По данным одного из последних исследований (октябрь 2002 года, N=1600 человек), «если бы можно было начать свою жизнь заново», 39 % предпочли бы жить в «спокойные брежневские годы», 23 % – сейчас, при В. Путине, 17 % – в другой стране, Россия до 1917 года привлекает 5 %, а пятилетки, «оттепель» и перестройка – по 3 % опрошенных.

Наиболее приемлемым периодом советской истории в общественном мнении оказываются отнюдь не героические или воинственные годы, а те, что представляются наиболее спокойными и относительно уютными. (Впрочем, живая память большинства российского населения и не простирается далее «застоя», все предшествующее – это в основном содержание опосредованной памяти, письменной, отфильтрованной.) Ностальгические представления о советском прошлом – отнюдь не признак исключительности ментальности советского, или русско-советского, человека. Многие респонденты во всех, без исключения, странах бывшего советского блока отмечают примерно такие же достоинства существовавших у них порядков подсоветского типа [49] .

«Реальный социализм» XX века – не удел фантазеров и фанатиков, а государственная, организованная, бюрократизированная и коррумпированная официальная практика, через множество каналов (социализации и социального контроля) влиявшая на массовую жизнь и массовое сознание, втягивавшая большинство населения в систему властных и клиентских связей, подчинявших его идеологической мишуре и всеобъемлющей коррупции. За рамками повседневности человек вынужден был пользоваться только одним, официально навязанным языком. А он претендовал на универсальное объяснение всего и вся в категориях бесконечно длящейся современности.

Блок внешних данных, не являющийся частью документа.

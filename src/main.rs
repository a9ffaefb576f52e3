//! # meh
//!
//! Command-line client for meh-trics. Mutations go straight to the backend
//! when it answers its health check and are queued locally otherwise.
//!
//! ```bash
//! meh task add "Water the plants" --priority low
//! meh --offline mood add 4 --tag rested
//! meh queue status
//! meh sync
//! meh watch --interval 30
//! ```

use clap::Parser;
use mehtrics::{
    cli::{Cli, commands},
    config::load_settings
};
use tracing_subscriber::EnvFilter;

const LOG_ENV: &str = "MEH_LOG";

fn init_logging(default_level: &str, verbose: bool) {
    let level = if verbose { "debug" } else { default_level };
    let filter = EnvFilter::try_from_env(LOG_ENV).unwrap_or_else(|_| EnvFilter::new(level));

    let _ = tracing_subscriber::fmt().with_env_filter(filter).with_writer(std::io::stderr).try_init();
}

#[tokio::main]
async fn main() -> anyhow::Result<()> {
    let cli = Cli::parse();
    let settings = load_settings()?;

    init_logging(&settings.log_level, cli.verbose);

    commands::run(cli, settings).await
}
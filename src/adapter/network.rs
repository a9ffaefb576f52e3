//! Network reachability adapters

use std::time::Duration;

use tokio::sync::watch;
use tracing::{Level, event};

use crate::{
    domain::{constant::network, error::MehError},
    port::network::NetworkStatus
};

/// Reachability flag backed by a watch channel
///
/// Whoever knows about connectivity (a probe, a test, a `--offline` flag)
/// calls [`NetworkMonitor::set_online`]; queues observe the changes.
#[derive(Debug)]
pub struct NetworkMonitor {
    tx: watch::Sender<bool>
}

impl NetworkMonitor {
    pub fn new(online: bool) -> Self {
        let (tx, _) = watch::channel(online);
        Self { tx }
    }

    /// Update the flag; receivers are only woken on an actual change
    pub fn set_online(&self, online: bool) {
        let changed = self.tx.send_if_modified(|current| {
            if *current == online {
                return false;
            }
            *current = online;
            true
        });

        if changed {
            event!(Level::INFO, event = network::STATUS_CHANGED, online);
        }
    }
}

impl NetworkStatus for NetworkMonitor {
    fn is_online(&self) -> bool {
        *self.tx.borrow()
    }

    fn watch(&self) -> watch::Receiver<bool> {
        self.tx.subscribe()
    }
}

/// Health check against the remote API
pub struct HttpProbe {
    client: reqwest::Client,
    url:    String
}

impl HttpProbe {
    pub fn new(url: impl Into<String>, timeout: Duration) -> Result<Self, MehError> {
        let client = reqwest::Client::builder()
            .timeout(timeout)
            .build()
            .map_err(|e| MehError::Configuration(format!("Failed to build HTTP client: {}", e)))?;
        Ok(Self { client, url: url.into() })
    }

    /// Any HTTP answer counts as reachable; only transport failures do not
    pub async fn check(&self) -> bool {
        match self.client.head(&self.url).send().await {
            Ok(_) => true,
            Err(e) => {
                event!(Level::DEBUG, event = network::PROBE_FAILED, url = %self.url, error = %e);
                false
            }
        }
    }

    /// Probe once and record the result on the monitor
    pub async fn refresh(&self, monitor: &NetworkMonitor) -> bool {
        let online = self.check().await;
        monitor.set_online(online);
        online
    }
}

#[cfg(test)]
mod tests {
    use super::*;

    #[tokio::test]
    async fn test_watchers_see_transitions() {
        let monitor = NetworkMonitor::new(false);
        let mut rx = monitor.watch();
        assert!(!monitor.is_online());

        monitor.set_online(true);
        rx.changed().await.unwrap();
        assert!(*rx.borrow_and_update());
        assert!(monitor.is_online());
    }

    #[tokio::test]
    async fn test_same_value_does_not_notify() {
        let monitor = NetworkMonitor::new(true);
        let rx = monitor.watch();

        monitor.set_online(true);
        assert!(!rx.has_changed().unwrap());
    }

    #[tokio::test]
    async fn test_probe_against_closed_port_is_offline() {
        let monitor = NetworkMonitor::new(true);
        let probe = HttpProbe::new("http://127.0.0.1:9/health", Duration::from_millis(500)).unwrap();

        assert!(!probe.refresh(&monitor).await);
        assert!(!monitor.is_online());
    }
}
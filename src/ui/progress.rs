//! Progress indicators and spinner styles

use std::time::Duration;

use indicatif::{ProgressBar, ProgressStyle};

/// Blue spinner style for sync passes
pub fn sync_spinner_style() -> ProgressStyle {
    ProgressStyle::default_spinner()
        .template("{spinner:.blue} {msg}")
        .unwrap_or_else(|_| ProgressStyle::default_spinner())
}

/// Create a spinner shown while a queue is being replayed
pub fn create_sync_spinner(message: &str) -> ProgressBar {
    let spinner = ProgressBar::new_spinner();
    spinner.set_style(sync_spinner_style());
    spinner.set_message(message.to_string());
    spinner.enable_steady_tick(Duration::from_millis(100));
    spinner
}
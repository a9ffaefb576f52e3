//! Durable offline mutation queue
//!
//! An [`OfflineQueue`] buffers mutations in one storage namespace and replays
//! them through a [`MutationProcessor`] once the network is reachable.
//!
//! # Invariants
//! - Replay order is insertion order. A failed replay stops the pass; the
//!   failed entry and everything after it stay queued untouched.
//! - An entry is deleted only after its replay succeeded. A replay whose
//!   write the server applied but whose answer could not be read counts as
//!   succeeded, so it is never sent twice.
//! - At most one sync pass runs at a time per queue (in-flight latch).
//! - Without storage every operation is a silent no-op and `pending` stays 0.
//!
//! An entry that keeps failing is moved to the `<namespace>.dead` namespace
//! once it has failed `max_attempts` times, or on the first 4xx rejection
//! (`max_attempts == 0` disables both), so a poisoned mutation stalls the
//! queue for a bounded number of passes only.

use std::{
    future::Future,
    marker::PhantomData,
    sync::{
        Arc,
        atomic::{AtomicBool, Ordering}
    },
    time::Duration
};

use async_trait::async_trait;
use chrono::{DateTime, Utc};
use serde::{Deserialize, Serialize, de::DeserializeOwned};
use tokio::{
    sync::{OnceCell, watch},
    task::JoinHandle
};
use tokio_util::sync::CancellationToken;
use tracing::{Level, event};

use crate::{
    domain::{
        constant::{DEAD_LETTER_SUFFIX, mutation as wrapper, offline_queue},
        error::MehError
    },
    port::{
        network::NetworkStatus,
        storage::{QueueStorage, StoredEntry}
    }
};

/// Replays one mutation against the remote API
#[async_trait]
pub trait MutationProcessor<M>: Send + Sync {
    async fn process(&self, mutation: &M) -> Result<(), MehError>;
}

/// Adapts an async closure into a [`MutationProcessor`]
pub struct ProcessFn<M, F> {
    f:         F,
    _mutation: PhantomData<fn(M)>
}
#[cfg(test)]
mod tests {
    use super::*;
    use crate::error::QpackError;
    use crate::protocol::frame::{SettingId, SETTINGS_QPACK_BLOCKED_STREAMS};
    use crate::protocol::qpack::HeaderCompressor;
    use crate::protocol::varint::encode_varint;

    /// Assemble a raw frame from its parts.
    fn raw_frame(frame_type: u64, payload: &[u8]) -> BytesMut {
        let mut buf = BytesMut::new();
        encode_varint(frame_type, &mut buf).unwrap();
        encode_varint(payload.len() as u64, &mut buf).unwrap();
        buf.extend_from_slice(payload);
        buf
    }

    fn varints(values: &[u64]) -> BytesMut {
        let mut buf = BytesMut::new();
        for &value in values {
            encode_varint(value, &mut buf).unwrap();
        }
        buf
    }

    fn expect_code(result: H3Result<Option<Frame>>, code: H3ErrorCode) {
        match result {
            Err(err) => assert_eq!(err.code(), Some(code), "unexpected error {}", err),
            Ok(frame) => panic!("expected {}, got {:?}", code, frame),
        }
    }

    #[test]
    fn test_decoder_creation_and_config() {
        let decoder = FrameDecoder::default();
        assert_eq!(decoder.buffer_size(), 0);
        assert!(decoder.is_idle());
        assert_eq!(decoder.config(), &CodecConfig::default());

        let config = CodecConfig::builder().max_frame_payload(128).build().unwrap();
        let decoder = FrameDecoder::with_config(LiteralQpack, config);
        assert_eq!(decoder.config().max_frame_payload, 128);
    }

    #[test]
    fn test_incremental_frame_parsing() {
        let mut decoder = FrameDecoder::default();
        let encoded = raw_frame(0x0d, &varints(&[123]));

        let mid_point = encoded.len() / 2;
        assert!(decoder.decode(&encoded[..mid_point]).unwrap().is_none());
        assert!(!decoder.is_idle());

        let frame = decoder.decode(&encoded[mid_point..]).unwrap();
        assert_eq!(frame, Some(Frame::MaxPushId { push_id: 123 }));
        assert!(decoder.is_idle());
    }

    #[test]
    fn test_partial_varint_parsing() {
        let mut decoder = FrameDecoder::default();
        // GOAWAY with a 4-byte id, delivered one byte at a time.
        let encoded = raw_frame(0x07, &varints(&[1_000_000]));
        for (i, byte) in encoded.iter().enumerate() {
            let result = decoder.decode(&[*byte]).unwrap();
            if i + 1 < encoded.len() {
                assert!(result.is_none(), "frame emitted early at byte {}", i);
            } else {
                assert_eq!(result, Some(Frame::GoAway { id: 1_000_000 }));
            }
        }
    }

    #[test]
    fn test_multiple_frames_parsing() {
        let mut decoder = FrameDecoder::default();
        let mut combined = BytesMut::new();
        combined.extend_from_slice(&raw_frame(0x0d, &varints(&[100])));
        combined.extend_from_slice(&raw_frame(0x03, &varints(&[200])));
        combined.extend_from_slice(&raw_frame(0x07, &varints(&[300])));

        let mut frames = Vec::new();
        decoder.decode_all(&combined, &mut frames).unwrap();
        assert_eq!(
            frames,
            vec![
                Frame::MaxPushId { push_id: 100 },
                Frame::CancelPush { push_id: 200 },
                Frame::GoAway { id: 300 },
            ]
        );
        assert_eq!(decoder.stats().frames_decoded, 3);
        assert_eq!(decoder.stats().bytes_processed, combined.len() as u64);
    }

    #[test]
    fn test_reserved_type_rejected_from_type_alone() {
        for reserved in [0x02, 0x06, 0x08, 0x09] {
            let mut decoder = FrameDecoder::default();
            expect_code(
                decoder.decode(&varints(&[reserved])),
                H3ErrorCode::FrameUnexpected,
            );
            assert_eq!(decoder.stats().errors, 1);
            assert_eq!(decoder.buffer_size(), 0);
        }
    }

    #[test]
    fn test_reserved_type_in_non_minimal_encoding() {
        let mut decoder = FrameDecoder::default();
        expect_code(decoder.decode(&[0x40, 0x06]), H3ErrorCode::FrameUnexpected);
    }

    #[test]
    fn test_decoder_poisoned_after_fatal_error() {
        let mut decoder = FrameDecoder::default();
        expect_code(decoder.decode(&[0x08]), H3ErrorCode::FrameUnexpected);

        let valid = raw_frame(0x0d, &varints(&[42]));
        expect_code(decoder.decode(&valid), H3ErrorCode::FrameUnexpected);
        expect_code(decoder.finish().map(|_| None), H3ErrorCode::FrameUnexpected);
    }

    #[test]
    fn test_frames_before_error_are_kept() {
        let mut decoder = FrameDecoder::default();
        let mut input = BytesMut::new();
        input.extend_from_slice(&raw_frame(0x07, &varints(&[4])));
        input.extend_from_slice(&[0x02, 0x00]);

        assert_eq!(
            decoder.decode(&input).unwrap(),
            Some(Frame::GoAway { id: 4 })
        );
        expect_code(decoder.decode(&[]), H3ErrorCode::FrameUnexpected);
    }

    #[test]
    fn test_decode_all_keeps_frames_before_error() {
        let mut decoder = FrameDecoder::default();
        let mut frames = Vec::new();

        let err = decoder
            .decode_all(&[0x07, 0x01, 0x04, 0x02, 0x00], &mut frames)
            .unwrap_err();
        assert_eq!(err.code(), Some(H3ErrorCode::FrameUnexpected));
        assert_eq!(frames, vec![Frame::GoAway { id: 4 }]);
        assert_eq!(decoder.stats().frames_decoded, 1);
        assert_eq!(decoder.stats().errors, 1);
    }

    #[test]
    fn test_single_varint_payload_validation() {
        for frame_type in [0x03, 0x07, 0x0d] {
            let mut decoder = FrameDecoder::default();
            expect_code(
                decoder.decode(&raw_frame(frame_type, &[])),
                H3ErrorCode::FrameError,
            );

            let mut decoder = FrameDecoder::default();
            expect_code(
                decoder.decode(&raw_frame(frame_type, &[0x05, 0xff])),
                H3ErrorCode::FrameError,
            );

            // Declared 4-byte varint but only 2 bytes of payload.
            let mut decoder = FrameDecoder::default();
            expect_code(
                decoder.decode(&raw_frame(frame_type, &[0x80, 0x01])),
                H3ErrorCode::FrameError,
            );
        }
    }

    #[test]
    fn test_settings_decoding() {
        let mut decoder = FrameDecoder::default();
        let payload = varints(&[0x01, 100, 0x07, 1, 0x06, 128, 0x1234, 99]);
        let frame = decoder.decode(&raw_frame(0x04, &payload)).unwrap().unwrap();

        let Frame::Settings(settings) = frame else {
            panic!("expected SETTINGS, got {:?}", frame);
        };
        assert_eq!(settings.get(SettingId::QpackMaxTableCapacity), Some(100));
        assert_eq!(settings.get(SettingId::QpackBlockedStreams), Some(1));
        assert_eq!(settings.get(SettingId::MaxFieldSectionSize), Some(128));
        assert_eq!(settings.get(0x1234u64), Some(99));
        let ids: Vec<u64> = settings.iter().map(|(id, _)| id).collect();
        assert_eq!(ids, vec![0x01, 0x07, 0x06, 0x1234]);
    }

    #[test]
    fn test_settings_duplicate_last_wins() {
        let mut decoder = FrameDecoder::default();
        let payload = varints(&[SETTINGS_QPACK_BLOCKED_STREAMS, 1, 0x21, 5, SETTINGS_QPACK_BLOCKED_STREAMS, 9]);
        let frame = decoder.decode(&raw_frame(0x04, &payload)).unwrap().unwrap();

        let expected: Settings = [(SETTINGS_QPACK_BLOCKED_STREAMS, 9), (0x21, 5)]
            .into_iter()
            .collect();
        assert_eq!(frame, Frame::Settings(expected));
    }

    #[test]
    fn test_settings_odd_payload_is_frame_error() {
        let mut decoder = FrameDecoder::default();
        let payload = varints(&[0x01, 100, 0x07]);
        expect_code(
            decoder.decode(&raw_frame(0x04, &payload)),
            H3ErrorCode::FrameError,
        );
    }

    #[test]
    fn test_settings_reserved_identifier() {
        let mut decoder = FrameDecoder::default();
        let payload = varints(&[0x02, 1]);
        expect_code(
            decoder.decode(&raw_frame(0x04, &payload)),
            H3ErrorCode::SettingsError,
        );
    }

    #[test]
    fn test_headers_and_push_promise() {
        let mut fields = FieldSection::new();
        fields.push(":method", "GET");
        fields.push(":path", "/index.html");
        let mut block = BytesMut::new();
        LiteralQpack.compress(&fields, &mut block).unwrap();

        let mut decoder = FrameDecoder::default();
        let frame = decoder.decode(&raw_frame(0x01, &block)).unwrap();
        assert_eq!(
            frame,
            Some(Frame::Headers {
                fields: fields.clone()
            })
        );

        let mut payload = varints(&[9]);
        payload.extend_from_slice(&block);
        let frame = decoder.decode(&raw_frame(0x05, &payload)).unwrap();
        assert_eq!(frame, Some(Frame::PushPromise { push_id: 9, fields }));
    }

    #[test]
    fn test_push_promise_without_push_id() {
        let mut decoder = FrameDecoder::default();
        expect_code(decoder.decode(&raw_frame(0x05, &[])), H3ErrorCode::FrameError);
    }

    #[test]
    fn test_bad_field_section_is_qpack_error() {
        let mut decoder = FrameDecoder::default();
        expect_code(
            decoder.decode(&raw_frame(0x01, &[0x00, 0x00, 0xd1])),
            H3ErrorCode::QpackDecompressionFailed,
        );
    }

    #[test]
    fn test_field_section_size_limit() {
        let mut fields = FieldSection::new();
        fields.push("x-big", vec![b'a'; 200]);
        let mut block = BytesMut::new();
        LiteralQpack.compress(&fields, &mut block).unwrap();

        let config = CodecConfig::builder()
            .max_field_section_size(100)
            .build()
            .unwrap();
        let mut decoder = FrameDecoder::with_config(LiteralQpack, config);
        expect_code(
            decoder.decode(&raw_frame(0x01, &block)),
            H3ErrorCode::ExcessiveLoad,
        );
    }

    /// Decompressor that records what it was handed.
    #[derive(Default)]
    struct RecordingDecompressor {
        blocks: Vec<Bytes>,
    }

    impl HeaderDecompressor for RecordingDecompressor {
        fn decompress(&mut self, block: Bytes) -> Result<FieldSection, QpackError> {
            self.blocks.push(block);
            Ok(FieldSection::new())
        }
    }

    #[test]
    fn test_decompressor_sees_complete_block_once() {
        let block = [0x00, 0x00, 0x21, b'a', 0x01, b'b'];
        let encoded = raw_frame(0x01, &block);

        let mut decoder = FrameDecoder::new(RecordingDecompressor::default());
        for byte in encoded.iter() {
            decoder.decode(&[*byte]).unwrap();
        }
        assert_eq!(decoder.decompressor_mut().blocks, vec![Bytes::copy_from_slice(&block)]);
    }

    #[test]
    fn test_small_data_frame_is_atomic() {
        let mut decoder = FrameDecoder::default();
        let payload = vec![0xab; 1024];
        let encoded = raw_frame(0x00, &payload);

        assert!(decoder.decode(&encoded[..500]).unwrap().is_none());
        assert_eq!(decoder.data_remaining(), None);
        let frame = decoder.decode(&encoded[500..]).unwrap();
        assert_eq!(
            frame,
            Some(Frame::Data {
                payload: Bytes::from(payload)
            })
        );
    }

    #[test]
    fn test_large_data_frame_is_streamed() {
        let config = CodecConfig::builder().data_chunk_threshold(8).build().unwrap();
        let mut decoder = FrameDecoder::with_config(LiteralQpack, config);
        let payload: Vec<u8> = (0..20).collect();
        let mut encoded = raw_frame(0x00, &payload);
        encoded.extend_from_slice(&raw_frame(0x07, &varints(&[1])));

        // Header plus 5 payload bytes.
        let first = decoder.decode(&encoded[..7]).unwrap();
        assert_eq!(
            first,
            Some(Frame::Data {
                payload: Bytes::copy_from_slice(&payload[..5])
            })
        );
        assert_eq!(decoder.data_remaining(), Some(15));
        assert!(decoder.decode(&[]).unwrap().is_none());

        let mut frames = Vec::new();
        decoder.decode_all(&encoded[7..], &mut frames).unwrap();
        assert_eq!(
            frames,
            vec![
                Frame::Data {
                    payload: Bytes::copy_from_slice(&payload[5..])
                },
                Frame::GoAway { id: 1 },
            ]
        );
        assert!(decoder.is_idle());
    }

    #[test]
    fn test_oversized_known_frame_is_excessive_load() {
        let config = CodecConfig::builder().max_frame_payload(16).build().unwrap();
        let mut decoder = FrameDecoder::with_config(LiteralQpack, config);
        // Only the header is needed to reject it.
        expect_code(decoder.decode(&[0x04, 0x40, 0x20]), H3ErrorCode::ExcessiveLoad);
    }

    #[test]
    fn test_oversized_unknown_frame_is_skipped() {
        let config = CodecConfig::builder().max_frame_payload(4).build().unwrap();
        let mut decoder = FrameDecoder::with_config(LiteralQpack, config);
        let mut input = raw_frame(0x21, &[0u8; 10]);
        input.extend_from_slice(&raw_frame(0x0d, &varints(&[7])));

        assert!(decoder.decode(&input[..6]).unwrap().is_none());
        let mut frames = Vec::new();
        decoder.decode_all(&input[6..], &mut frames).unwrap();
        assert_eq!(frames, vec![Frame::MaxPushId { push_id: 7 }]);
        assert_eq!(decoder.stats().frames_skipped, 1);
        assert_eq!(decoder.stats().frames_decoded, 1);
        assert!(decoder.is_idle());
    }

    #[test]
    fn test_unknown_frame_carried_verbatim() {
        let mut decoder = FrameDecoder::default();
        let frame = decoder.decode(&raw_frame(0x0e, b"opaque")).unwrap();
        assert_eq!(
            frame,
            Some(Frame::Unknown {
                frame_type: 0x0e,
                payload: Bytes::from_static(b"opaque")
            })
        );

        // Grease types are not errors either.
        let frame = decoder.decode(&raw_frame(0x21 + 0x1f, b"grease")).unwrap();
        assert_eq!(
            frame,
            Some(Frame::Unknown {
                frame_type: 0x40,
                payload: Bytes::from_static(b"grease")
            })
        );
    }

    #[test]
    fn test_finish() {
        let mut decoder = FrameDecoder::default();
        decoder.decode(&raw_frame(0x07, &varints(&[0]))).unwrap();
        assert!(decoder.finish().is_ok());

        let mut decoder = FrameDecoder::default();
        decoder.decode(&[0x07, 0x01]).unwrap();
        let err = decoder.finish().unwrap_err();
        assert_eq!(err.code(), Some(H3ErrorCode::FrameError));
    }

    #[test]
    fn test_decoder_statistics() {
        let mut decoder = FrameDecoder::default();
        decoder.decode(&raw_frame(0x0d, &varints(&[1]))).unwrap();
        assert_eq!(decoder.stats().frames_decoded, 1);
        assert_eq!(decoder.stats().bytes_processed, 3);

        decoder.reset_stats();
        assert_eq!(decoder.stats(), &DecoderStats::default());
    }
}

Оси дезориентации «переходного» времени

Крушение советской псевдостабильности привело к неизбежному распаду всей системы временной ориентации общества. Главное здесь – принципиальная переоценка значения «настоящего» времени. Современное положение вещей стало «ненастоящим», мимолетным (при всем своем стаже на сегодняшний день переживаемый период перемен и поворотов грозит стать куда более длительным, чем «застой»), промежуточным, как бы зажатым между катастрофой вчерашнего и бездной неопределенного, но заведомо «иного» будущего. Все остальные смещения и разрывы в социальном самоопределении – и возникающие в этой связи иллюзии – как бы вращаются вокруг этого осевого феномена. Поначалу, в годы золотых снов ранней перестройки, «подвешенное» состояние впрямь казалось краткосрочным (переходом, взлетом, спуском – неважно), теперь оно воспринимается как довольно длительное, но по-прежнему нестабильное, смутное, как бы неуверенное в самом себе.